» **EXERCISE DESCRIPTION**:
From the entries below, retype only the lines from the one with "fn required_string(self) ->" through the one with "Some(AbiToken::Address(a)) if !a.is_zero()", exactly as written.

» **DATASET EXTRACT**:
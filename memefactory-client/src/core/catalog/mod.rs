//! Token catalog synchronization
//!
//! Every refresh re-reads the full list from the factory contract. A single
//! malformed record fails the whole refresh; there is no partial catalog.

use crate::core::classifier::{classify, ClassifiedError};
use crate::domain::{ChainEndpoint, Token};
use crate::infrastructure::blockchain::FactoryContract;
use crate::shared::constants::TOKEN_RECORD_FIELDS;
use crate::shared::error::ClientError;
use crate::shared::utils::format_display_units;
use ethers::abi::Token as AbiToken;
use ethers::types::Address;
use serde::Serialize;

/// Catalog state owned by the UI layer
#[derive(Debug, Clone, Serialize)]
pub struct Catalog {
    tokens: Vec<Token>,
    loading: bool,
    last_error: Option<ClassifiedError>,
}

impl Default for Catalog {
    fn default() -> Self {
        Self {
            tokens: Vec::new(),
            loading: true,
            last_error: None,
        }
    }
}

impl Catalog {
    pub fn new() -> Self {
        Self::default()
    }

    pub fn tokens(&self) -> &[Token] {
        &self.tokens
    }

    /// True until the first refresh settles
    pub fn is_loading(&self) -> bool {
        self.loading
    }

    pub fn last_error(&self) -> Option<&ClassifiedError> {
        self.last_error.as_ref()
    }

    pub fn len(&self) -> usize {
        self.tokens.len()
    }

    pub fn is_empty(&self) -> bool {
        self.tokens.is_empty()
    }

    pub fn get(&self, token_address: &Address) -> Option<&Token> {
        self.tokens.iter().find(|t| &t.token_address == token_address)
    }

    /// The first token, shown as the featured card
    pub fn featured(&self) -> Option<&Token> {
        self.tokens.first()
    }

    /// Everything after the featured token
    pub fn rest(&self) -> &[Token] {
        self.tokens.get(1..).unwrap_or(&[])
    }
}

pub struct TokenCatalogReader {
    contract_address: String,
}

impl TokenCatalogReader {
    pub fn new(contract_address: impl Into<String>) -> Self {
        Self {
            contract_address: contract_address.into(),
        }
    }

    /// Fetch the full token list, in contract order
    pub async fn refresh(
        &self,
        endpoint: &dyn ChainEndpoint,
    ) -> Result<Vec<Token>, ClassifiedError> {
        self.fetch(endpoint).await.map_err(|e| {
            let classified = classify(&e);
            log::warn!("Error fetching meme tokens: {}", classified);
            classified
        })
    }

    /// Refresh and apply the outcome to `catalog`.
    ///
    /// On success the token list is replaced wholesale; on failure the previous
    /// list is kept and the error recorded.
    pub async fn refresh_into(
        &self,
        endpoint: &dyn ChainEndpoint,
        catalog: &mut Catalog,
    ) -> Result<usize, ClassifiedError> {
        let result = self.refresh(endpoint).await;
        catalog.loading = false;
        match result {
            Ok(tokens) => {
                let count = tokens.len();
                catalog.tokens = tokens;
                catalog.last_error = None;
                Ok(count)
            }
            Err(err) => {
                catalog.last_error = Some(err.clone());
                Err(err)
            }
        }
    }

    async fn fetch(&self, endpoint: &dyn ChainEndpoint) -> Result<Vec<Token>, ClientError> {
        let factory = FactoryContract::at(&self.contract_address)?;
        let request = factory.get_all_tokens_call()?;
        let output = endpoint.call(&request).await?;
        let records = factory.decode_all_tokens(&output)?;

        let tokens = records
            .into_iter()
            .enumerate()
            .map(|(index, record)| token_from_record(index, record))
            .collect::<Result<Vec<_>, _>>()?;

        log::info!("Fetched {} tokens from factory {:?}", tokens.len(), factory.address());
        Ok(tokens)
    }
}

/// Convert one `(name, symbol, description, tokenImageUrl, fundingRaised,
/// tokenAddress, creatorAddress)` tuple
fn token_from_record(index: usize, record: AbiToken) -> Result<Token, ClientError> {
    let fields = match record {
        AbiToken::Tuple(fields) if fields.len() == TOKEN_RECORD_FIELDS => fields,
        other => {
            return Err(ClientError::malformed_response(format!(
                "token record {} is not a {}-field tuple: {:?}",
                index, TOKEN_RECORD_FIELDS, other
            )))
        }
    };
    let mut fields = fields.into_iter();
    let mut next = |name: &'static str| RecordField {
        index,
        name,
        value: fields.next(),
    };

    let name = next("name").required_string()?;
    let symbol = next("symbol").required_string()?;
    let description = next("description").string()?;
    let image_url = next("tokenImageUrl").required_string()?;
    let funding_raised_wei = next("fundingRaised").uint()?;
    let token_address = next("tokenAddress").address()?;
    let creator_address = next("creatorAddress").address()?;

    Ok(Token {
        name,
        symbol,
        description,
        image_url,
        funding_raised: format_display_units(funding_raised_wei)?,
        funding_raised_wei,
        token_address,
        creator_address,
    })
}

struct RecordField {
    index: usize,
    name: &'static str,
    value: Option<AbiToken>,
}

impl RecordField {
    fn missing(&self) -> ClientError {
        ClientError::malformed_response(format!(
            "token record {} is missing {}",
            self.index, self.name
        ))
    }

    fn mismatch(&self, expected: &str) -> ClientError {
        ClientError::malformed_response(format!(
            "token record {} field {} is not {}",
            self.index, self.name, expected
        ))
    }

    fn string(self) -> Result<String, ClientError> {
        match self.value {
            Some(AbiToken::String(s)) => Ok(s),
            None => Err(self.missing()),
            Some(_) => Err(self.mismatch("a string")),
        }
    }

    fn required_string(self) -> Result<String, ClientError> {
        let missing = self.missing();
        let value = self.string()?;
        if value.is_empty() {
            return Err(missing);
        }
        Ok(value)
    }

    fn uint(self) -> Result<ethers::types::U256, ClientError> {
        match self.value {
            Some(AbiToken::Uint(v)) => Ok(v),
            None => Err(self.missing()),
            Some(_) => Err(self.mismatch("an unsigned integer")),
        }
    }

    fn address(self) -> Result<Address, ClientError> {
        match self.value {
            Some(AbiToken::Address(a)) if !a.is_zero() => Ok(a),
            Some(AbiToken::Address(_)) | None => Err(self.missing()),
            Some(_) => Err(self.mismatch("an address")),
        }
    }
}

» **COMPLETED EXERCISE**:
    fn required_string(self) -> Result<String, ClientError> {
        let missing = self.missing();
        let value = self.string()?;
        if value.is_empty() {
            return Err(missing);
        }
        Ok(value)
    }

    fn uint(self) -> Result<ethers::types::U256, ClientError> {
        match self.value {
            Some(AbiToken::Uint(v)) => Ok(v),
            None => Err(self.missing()),
            Some(_) => Err(self.mismatch("an unsigned integer")),
        }
    }

    fn address(self) -> Result<Address, ClientError> {
        match self.value {
            Some(AbiToken::Address(a)) if !a.is_zero() => Ok(a),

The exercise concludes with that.